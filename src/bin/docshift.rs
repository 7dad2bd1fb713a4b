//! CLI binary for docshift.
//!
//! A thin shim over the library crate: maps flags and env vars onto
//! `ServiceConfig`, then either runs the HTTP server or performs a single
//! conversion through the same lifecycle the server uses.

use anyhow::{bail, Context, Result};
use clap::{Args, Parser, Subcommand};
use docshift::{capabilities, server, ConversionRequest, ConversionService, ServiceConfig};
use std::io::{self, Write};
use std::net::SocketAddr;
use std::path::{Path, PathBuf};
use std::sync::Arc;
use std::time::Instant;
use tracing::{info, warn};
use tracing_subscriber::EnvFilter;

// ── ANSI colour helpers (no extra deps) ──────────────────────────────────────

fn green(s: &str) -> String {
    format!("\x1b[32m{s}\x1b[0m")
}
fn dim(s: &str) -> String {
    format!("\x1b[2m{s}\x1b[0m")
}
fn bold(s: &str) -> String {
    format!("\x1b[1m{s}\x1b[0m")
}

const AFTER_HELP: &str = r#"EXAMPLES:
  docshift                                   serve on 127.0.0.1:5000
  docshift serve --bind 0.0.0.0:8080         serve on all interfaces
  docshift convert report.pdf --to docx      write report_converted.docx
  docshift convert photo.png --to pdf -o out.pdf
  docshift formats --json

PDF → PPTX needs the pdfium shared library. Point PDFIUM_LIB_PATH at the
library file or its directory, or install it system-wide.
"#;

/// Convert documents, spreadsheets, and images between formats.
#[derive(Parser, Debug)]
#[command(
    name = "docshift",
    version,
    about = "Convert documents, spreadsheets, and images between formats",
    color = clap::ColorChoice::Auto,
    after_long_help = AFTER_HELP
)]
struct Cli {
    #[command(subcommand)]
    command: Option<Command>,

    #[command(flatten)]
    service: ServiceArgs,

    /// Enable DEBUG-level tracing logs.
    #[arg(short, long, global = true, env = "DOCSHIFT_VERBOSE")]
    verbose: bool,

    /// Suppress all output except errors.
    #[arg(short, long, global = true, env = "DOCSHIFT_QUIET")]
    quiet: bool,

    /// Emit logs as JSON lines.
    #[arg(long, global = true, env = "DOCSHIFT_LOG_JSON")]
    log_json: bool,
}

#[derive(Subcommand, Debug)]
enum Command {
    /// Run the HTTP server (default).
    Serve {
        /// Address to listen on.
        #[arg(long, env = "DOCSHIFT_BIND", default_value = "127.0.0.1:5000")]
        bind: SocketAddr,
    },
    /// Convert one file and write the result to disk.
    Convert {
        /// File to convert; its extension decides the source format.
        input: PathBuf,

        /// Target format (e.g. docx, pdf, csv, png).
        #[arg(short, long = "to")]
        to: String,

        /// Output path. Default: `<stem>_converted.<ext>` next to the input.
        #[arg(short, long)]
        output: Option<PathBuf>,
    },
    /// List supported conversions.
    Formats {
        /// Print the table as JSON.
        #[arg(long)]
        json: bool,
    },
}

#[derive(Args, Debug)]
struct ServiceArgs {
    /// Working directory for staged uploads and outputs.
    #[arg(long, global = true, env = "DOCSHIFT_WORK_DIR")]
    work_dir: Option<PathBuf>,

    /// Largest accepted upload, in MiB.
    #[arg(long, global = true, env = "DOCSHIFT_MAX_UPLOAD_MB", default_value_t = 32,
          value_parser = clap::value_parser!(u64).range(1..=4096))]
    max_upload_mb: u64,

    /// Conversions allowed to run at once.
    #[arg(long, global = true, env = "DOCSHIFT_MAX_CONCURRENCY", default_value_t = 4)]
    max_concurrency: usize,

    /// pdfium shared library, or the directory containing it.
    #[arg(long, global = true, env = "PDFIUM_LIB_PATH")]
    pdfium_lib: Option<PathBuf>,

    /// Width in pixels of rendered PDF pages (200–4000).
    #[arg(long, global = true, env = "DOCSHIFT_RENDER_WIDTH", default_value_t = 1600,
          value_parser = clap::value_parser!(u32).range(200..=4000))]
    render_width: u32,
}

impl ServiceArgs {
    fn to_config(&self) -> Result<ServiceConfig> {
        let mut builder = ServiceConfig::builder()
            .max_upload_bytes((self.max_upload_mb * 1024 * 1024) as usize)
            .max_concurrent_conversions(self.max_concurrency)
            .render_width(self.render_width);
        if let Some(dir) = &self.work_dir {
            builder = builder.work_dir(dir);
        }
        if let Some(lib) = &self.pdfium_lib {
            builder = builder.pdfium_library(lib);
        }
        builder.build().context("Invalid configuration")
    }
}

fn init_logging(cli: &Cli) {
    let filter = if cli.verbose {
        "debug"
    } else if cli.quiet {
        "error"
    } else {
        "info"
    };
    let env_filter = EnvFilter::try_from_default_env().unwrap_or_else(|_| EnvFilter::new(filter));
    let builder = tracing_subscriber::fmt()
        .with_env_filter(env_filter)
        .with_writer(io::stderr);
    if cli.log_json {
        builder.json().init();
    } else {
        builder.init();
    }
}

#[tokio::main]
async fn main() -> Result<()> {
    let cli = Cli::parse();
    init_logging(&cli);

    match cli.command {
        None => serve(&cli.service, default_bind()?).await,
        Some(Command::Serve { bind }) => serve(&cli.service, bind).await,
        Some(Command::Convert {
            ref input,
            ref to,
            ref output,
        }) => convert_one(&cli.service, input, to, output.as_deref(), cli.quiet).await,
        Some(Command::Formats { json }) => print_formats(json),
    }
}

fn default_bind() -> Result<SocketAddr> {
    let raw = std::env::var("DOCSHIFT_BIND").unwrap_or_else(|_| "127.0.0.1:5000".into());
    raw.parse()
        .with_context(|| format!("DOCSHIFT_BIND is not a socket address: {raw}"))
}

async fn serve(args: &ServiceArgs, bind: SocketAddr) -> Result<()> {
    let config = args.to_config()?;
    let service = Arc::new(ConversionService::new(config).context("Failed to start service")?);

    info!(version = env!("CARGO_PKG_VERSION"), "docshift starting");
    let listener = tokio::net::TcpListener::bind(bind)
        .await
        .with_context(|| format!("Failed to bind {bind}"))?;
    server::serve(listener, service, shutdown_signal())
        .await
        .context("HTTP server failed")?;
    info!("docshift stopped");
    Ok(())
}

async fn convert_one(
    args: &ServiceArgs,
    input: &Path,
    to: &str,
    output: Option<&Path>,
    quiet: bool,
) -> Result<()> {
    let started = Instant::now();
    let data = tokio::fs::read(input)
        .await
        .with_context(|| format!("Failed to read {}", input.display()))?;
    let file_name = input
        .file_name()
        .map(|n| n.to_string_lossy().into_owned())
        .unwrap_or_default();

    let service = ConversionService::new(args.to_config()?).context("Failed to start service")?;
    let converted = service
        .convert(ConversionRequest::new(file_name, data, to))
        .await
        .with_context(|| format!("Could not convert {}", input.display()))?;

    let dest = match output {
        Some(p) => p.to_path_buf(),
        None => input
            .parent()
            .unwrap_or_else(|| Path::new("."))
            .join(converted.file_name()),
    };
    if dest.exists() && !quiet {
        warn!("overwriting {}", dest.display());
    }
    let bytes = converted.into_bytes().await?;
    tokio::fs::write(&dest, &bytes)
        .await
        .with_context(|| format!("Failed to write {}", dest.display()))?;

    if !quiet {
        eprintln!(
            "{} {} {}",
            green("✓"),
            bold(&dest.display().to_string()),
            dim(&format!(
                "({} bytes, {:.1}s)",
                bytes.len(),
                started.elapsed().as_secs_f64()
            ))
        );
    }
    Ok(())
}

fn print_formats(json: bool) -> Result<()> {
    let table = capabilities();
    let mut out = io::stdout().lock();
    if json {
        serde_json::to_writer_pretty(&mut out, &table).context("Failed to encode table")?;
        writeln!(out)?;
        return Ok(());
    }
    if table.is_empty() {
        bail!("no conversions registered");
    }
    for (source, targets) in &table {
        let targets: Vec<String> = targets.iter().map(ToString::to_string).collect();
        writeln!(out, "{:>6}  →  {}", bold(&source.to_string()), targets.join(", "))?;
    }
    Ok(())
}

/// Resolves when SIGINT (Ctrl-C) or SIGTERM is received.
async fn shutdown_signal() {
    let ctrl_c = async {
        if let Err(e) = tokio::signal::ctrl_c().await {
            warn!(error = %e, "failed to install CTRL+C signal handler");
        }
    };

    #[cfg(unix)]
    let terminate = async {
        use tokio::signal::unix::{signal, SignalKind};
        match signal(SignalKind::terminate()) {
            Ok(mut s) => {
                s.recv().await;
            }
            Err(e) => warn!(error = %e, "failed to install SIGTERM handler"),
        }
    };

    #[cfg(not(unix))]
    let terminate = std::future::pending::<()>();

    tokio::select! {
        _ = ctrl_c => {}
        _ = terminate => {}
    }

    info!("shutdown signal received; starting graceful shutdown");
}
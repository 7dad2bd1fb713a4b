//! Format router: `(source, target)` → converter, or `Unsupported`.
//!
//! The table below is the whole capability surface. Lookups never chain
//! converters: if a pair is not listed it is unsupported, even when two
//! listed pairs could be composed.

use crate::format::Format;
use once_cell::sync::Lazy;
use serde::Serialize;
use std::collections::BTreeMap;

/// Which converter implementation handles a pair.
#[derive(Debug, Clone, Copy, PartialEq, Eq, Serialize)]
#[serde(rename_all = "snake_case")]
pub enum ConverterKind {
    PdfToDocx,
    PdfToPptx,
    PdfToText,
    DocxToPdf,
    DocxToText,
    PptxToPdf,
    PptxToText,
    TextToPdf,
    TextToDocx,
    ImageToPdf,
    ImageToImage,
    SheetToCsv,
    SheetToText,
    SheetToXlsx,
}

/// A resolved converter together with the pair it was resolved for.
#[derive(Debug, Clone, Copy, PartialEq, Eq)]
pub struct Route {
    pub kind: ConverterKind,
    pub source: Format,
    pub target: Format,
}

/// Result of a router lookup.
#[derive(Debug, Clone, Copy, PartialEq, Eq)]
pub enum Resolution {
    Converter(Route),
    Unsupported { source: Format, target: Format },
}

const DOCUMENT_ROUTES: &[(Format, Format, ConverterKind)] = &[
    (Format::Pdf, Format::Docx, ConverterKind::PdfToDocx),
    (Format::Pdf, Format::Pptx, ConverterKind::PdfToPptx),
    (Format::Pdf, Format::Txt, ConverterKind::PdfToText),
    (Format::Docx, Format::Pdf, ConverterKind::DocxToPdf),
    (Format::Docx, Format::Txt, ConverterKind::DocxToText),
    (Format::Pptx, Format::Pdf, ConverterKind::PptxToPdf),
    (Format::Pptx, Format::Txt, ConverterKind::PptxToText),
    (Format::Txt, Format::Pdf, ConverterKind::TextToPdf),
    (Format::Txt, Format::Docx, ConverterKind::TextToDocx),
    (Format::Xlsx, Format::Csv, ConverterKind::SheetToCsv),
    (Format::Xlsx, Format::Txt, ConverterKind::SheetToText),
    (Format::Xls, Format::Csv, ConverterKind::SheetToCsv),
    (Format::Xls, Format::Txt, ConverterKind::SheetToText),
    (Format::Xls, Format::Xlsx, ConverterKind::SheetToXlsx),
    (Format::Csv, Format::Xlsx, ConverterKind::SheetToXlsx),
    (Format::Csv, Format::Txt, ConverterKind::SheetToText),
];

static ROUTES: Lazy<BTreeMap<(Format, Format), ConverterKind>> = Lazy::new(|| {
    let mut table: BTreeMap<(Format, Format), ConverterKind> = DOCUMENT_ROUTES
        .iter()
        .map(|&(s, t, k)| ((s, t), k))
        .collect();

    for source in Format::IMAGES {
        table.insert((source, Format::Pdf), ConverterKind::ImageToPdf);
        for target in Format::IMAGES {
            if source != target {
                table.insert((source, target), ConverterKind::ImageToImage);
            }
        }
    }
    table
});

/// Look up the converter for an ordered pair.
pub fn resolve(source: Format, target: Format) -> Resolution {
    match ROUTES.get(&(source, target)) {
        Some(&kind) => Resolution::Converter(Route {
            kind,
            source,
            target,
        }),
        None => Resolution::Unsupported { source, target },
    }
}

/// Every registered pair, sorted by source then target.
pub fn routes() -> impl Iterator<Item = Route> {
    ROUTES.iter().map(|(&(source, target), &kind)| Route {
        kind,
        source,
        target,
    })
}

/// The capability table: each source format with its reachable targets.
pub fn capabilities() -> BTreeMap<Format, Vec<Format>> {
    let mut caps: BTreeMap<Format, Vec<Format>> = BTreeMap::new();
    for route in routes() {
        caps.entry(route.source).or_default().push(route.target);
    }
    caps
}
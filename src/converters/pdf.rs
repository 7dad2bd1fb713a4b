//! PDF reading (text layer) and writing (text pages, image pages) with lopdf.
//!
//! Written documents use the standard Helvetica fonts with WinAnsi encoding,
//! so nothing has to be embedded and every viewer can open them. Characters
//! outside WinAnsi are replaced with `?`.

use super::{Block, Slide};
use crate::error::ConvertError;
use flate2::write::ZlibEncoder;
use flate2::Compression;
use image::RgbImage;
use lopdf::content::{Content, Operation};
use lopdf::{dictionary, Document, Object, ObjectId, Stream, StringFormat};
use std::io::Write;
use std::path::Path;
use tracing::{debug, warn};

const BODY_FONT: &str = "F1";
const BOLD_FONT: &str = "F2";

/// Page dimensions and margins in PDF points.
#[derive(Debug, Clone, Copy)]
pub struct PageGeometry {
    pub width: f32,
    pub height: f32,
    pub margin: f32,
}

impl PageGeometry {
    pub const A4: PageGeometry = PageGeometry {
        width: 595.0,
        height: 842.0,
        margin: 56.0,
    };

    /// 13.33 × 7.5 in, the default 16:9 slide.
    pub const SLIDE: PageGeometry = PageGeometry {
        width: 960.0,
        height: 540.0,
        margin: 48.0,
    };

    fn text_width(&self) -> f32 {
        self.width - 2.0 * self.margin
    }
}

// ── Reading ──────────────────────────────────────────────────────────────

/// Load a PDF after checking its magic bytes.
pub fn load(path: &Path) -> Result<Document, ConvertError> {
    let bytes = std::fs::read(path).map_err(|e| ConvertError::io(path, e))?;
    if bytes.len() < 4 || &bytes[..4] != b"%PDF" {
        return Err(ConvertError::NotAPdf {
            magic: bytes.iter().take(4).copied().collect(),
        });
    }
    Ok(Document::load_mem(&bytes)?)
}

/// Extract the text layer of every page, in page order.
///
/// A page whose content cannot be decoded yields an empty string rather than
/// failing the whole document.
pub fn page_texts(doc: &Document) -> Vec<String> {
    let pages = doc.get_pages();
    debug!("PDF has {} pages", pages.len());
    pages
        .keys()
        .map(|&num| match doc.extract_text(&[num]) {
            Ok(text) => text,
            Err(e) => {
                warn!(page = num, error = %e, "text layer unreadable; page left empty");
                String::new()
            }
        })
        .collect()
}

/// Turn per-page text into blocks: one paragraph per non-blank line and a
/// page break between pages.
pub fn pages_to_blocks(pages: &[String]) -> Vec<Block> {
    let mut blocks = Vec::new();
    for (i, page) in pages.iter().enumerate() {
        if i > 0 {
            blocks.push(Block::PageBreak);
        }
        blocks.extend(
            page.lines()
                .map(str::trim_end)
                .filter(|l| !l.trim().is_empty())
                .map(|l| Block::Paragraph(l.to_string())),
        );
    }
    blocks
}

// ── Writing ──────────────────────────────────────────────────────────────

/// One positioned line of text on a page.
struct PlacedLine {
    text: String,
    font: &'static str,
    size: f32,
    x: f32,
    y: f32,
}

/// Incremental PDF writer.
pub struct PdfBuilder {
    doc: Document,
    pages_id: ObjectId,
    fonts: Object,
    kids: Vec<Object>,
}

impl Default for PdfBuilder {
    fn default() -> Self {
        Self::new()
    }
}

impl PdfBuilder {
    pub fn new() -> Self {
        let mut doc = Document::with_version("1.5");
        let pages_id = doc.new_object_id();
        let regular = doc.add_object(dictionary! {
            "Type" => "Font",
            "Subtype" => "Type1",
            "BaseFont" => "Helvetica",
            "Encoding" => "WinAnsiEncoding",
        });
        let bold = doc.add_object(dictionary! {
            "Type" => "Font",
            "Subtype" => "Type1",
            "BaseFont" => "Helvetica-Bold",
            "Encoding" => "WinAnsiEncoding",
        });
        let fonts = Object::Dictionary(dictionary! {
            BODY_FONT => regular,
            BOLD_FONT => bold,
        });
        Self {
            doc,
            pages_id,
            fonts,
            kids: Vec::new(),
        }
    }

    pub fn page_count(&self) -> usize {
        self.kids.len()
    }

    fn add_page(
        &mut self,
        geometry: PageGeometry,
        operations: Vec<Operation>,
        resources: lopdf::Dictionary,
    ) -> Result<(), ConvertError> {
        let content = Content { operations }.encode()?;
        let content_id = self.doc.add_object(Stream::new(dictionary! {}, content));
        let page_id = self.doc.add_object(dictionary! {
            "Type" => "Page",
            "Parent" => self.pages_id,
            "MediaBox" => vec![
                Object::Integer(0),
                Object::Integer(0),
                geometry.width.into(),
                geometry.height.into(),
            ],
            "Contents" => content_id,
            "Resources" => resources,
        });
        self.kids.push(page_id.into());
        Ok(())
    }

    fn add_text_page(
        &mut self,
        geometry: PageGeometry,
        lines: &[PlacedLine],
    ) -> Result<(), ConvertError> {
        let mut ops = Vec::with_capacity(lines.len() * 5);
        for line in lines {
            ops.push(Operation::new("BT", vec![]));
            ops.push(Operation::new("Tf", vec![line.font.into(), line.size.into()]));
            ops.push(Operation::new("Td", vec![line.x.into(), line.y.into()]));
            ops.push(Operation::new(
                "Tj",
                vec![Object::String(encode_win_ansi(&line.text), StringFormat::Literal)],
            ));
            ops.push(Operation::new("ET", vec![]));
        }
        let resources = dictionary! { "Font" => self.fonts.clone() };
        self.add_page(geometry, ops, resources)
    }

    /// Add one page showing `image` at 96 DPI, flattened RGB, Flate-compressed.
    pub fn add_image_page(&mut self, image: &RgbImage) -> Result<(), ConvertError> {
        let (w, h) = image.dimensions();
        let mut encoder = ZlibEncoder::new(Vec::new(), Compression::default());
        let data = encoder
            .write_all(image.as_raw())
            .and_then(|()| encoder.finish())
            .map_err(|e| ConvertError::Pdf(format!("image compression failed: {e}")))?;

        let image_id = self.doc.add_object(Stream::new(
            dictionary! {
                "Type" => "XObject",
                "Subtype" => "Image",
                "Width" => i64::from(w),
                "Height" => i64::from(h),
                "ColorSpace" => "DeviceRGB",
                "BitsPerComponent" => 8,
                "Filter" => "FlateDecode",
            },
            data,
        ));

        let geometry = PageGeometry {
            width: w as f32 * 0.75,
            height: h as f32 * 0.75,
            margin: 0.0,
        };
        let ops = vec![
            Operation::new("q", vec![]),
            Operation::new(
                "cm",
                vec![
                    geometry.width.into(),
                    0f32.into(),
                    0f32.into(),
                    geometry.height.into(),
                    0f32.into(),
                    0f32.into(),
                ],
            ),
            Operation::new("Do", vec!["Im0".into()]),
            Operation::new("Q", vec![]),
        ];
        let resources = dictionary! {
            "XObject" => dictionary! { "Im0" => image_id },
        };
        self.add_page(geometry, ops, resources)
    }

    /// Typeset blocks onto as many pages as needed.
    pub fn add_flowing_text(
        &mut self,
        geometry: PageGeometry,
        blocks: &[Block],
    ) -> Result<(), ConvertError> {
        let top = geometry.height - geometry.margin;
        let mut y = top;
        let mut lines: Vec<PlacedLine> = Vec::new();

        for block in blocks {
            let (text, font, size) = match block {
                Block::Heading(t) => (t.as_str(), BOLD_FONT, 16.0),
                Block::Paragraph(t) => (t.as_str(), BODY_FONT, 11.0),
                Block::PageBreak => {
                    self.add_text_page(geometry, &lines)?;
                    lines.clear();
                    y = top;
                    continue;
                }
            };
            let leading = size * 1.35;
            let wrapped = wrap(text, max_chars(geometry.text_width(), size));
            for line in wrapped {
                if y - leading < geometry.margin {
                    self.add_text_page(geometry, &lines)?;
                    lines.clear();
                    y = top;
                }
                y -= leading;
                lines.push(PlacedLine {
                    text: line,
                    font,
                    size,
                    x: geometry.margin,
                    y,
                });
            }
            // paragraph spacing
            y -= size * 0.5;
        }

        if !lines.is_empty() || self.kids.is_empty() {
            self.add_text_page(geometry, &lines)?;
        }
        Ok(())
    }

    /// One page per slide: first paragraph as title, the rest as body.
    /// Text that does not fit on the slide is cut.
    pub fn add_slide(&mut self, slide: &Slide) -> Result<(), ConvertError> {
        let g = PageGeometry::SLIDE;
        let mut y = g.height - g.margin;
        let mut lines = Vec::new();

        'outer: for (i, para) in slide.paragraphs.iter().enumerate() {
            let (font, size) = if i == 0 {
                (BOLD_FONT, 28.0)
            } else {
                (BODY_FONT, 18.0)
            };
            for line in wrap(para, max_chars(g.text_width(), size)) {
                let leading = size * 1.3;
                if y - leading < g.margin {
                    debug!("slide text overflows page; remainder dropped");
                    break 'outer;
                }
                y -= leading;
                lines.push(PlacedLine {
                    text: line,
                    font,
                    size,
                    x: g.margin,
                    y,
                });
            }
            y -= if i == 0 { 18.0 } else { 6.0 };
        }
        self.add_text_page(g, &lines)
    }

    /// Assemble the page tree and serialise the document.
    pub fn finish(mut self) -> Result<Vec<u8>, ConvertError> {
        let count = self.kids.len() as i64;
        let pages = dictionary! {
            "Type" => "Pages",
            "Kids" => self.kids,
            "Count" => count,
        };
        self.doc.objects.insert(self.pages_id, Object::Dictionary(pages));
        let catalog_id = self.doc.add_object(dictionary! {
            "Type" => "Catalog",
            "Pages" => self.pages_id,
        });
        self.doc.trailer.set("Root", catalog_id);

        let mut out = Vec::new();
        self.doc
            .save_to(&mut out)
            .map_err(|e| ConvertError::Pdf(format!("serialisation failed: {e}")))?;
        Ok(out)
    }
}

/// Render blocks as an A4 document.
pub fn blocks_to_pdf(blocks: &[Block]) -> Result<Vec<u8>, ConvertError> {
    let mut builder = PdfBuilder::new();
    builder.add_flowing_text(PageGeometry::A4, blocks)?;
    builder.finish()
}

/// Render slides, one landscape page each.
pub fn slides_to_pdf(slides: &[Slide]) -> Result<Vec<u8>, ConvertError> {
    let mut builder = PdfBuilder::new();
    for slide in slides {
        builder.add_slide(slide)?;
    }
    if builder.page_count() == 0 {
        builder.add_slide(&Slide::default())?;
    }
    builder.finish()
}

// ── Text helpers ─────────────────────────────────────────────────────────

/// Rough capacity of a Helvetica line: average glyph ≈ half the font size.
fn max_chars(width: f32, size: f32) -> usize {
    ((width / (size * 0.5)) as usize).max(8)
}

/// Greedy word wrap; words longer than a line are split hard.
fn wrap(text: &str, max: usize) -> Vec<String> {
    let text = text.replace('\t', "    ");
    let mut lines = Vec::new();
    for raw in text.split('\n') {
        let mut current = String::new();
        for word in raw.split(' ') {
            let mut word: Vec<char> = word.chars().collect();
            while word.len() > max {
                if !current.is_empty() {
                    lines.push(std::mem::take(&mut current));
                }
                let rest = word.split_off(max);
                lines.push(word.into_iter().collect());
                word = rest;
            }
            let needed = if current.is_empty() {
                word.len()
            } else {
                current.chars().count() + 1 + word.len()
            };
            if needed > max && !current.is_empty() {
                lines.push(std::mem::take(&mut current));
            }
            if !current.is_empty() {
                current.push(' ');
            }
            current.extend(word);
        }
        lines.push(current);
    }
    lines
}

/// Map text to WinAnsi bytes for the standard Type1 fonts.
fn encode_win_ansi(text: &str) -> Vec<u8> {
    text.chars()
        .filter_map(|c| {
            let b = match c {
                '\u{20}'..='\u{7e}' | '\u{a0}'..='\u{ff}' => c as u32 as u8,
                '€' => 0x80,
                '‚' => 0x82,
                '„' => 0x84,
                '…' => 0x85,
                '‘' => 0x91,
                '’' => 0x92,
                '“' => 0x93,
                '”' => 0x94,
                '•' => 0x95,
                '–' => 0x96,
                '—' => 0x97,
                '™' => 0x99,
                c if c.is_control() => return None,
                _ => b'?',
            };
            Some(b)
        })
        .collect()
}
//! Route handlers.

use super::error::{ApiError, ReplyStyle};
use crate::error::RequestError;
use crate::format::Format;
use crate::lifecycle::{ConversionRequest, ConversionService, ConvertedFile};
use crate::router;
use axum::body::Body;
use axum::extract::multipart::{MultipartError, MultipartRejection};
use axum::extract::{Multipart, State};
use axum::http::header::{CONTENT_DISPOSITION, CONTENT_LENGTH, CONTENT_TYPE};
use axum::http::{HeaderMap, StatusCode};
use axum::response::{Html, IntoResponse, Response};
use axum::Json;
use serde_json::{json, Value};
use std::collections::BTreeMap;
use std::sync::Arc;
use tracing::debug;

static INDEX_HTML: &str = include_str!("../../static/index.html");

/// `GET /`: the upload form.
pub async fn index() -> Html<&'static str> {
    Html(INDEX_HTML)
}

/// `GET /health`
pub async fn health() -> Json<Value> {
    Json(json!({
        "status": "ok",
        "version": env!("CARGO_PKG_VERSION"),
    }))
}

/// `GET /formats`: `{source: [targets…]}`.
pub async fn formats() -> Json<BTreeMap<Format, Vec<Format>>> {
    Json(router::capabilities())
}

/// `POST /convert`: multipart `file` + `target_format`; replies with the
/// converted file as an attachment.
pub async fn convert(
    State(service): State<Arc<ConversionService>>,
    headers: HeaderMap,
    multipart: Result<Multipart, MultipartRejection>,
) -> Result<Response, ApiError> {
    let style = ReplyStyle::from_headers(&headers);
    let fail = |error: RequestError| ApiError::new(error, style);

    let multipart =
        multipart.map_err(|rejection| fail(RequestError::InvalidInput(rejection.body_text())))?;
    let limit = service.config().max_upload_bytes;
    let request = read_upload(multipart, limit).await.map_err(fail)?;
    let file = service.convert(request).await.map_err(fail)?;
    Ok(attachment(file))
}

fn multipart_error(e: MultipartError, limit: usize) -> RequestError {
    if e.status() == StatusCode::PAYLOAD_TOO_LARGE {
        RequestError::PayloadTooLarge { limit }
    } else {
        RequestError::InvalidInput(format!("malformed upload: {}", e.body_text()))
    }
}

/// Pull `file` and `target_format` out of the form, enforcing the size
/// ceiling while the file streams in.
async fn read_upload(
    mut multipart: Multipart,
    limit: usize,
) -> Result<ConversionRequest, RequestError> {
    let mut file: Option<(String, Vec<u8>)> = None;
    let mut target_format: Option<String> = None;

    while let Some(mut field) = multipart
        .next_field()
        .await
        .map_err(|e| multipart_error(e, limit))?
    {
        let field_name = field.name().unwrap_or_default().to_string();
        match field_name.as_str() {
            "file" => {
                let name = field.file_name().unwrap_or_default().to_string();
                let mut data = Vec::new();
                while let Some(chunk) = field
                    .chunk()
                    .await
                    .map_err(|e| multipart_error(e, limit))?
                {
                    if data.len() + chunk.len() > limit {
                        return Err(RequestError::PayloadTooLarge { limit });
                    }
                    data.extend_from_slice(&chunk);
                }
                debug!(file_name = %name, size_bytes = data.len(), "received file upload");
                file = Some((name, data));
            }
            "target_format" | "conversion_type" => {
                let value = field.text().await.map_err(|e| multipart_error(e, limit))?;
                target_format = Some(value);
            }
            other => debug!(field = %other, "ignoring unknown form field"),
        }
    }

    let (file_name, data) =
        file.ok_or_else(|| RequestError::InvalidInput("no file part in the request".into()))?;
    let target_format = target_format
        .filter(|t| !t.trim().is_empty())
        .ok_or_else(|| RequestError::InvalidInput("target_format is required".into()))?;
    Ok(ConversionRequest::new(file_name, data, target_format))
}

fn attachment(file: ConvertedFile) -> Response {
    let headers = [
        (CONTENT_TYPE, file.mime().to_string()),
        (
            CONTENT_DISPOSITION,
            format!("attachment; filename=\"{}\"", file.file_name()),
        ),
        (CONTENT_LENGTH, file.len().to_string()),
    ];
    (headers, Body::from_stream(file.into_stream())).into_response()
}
***
Read the listing. Report every line that includes the word "filename".

◆ SOLUTION TO THE PROBLEM:
filename src/bin/docshift.rs
filename src/converters/pdf.rs
            format!("attachment; filename=\"{}\"", file.file_name()),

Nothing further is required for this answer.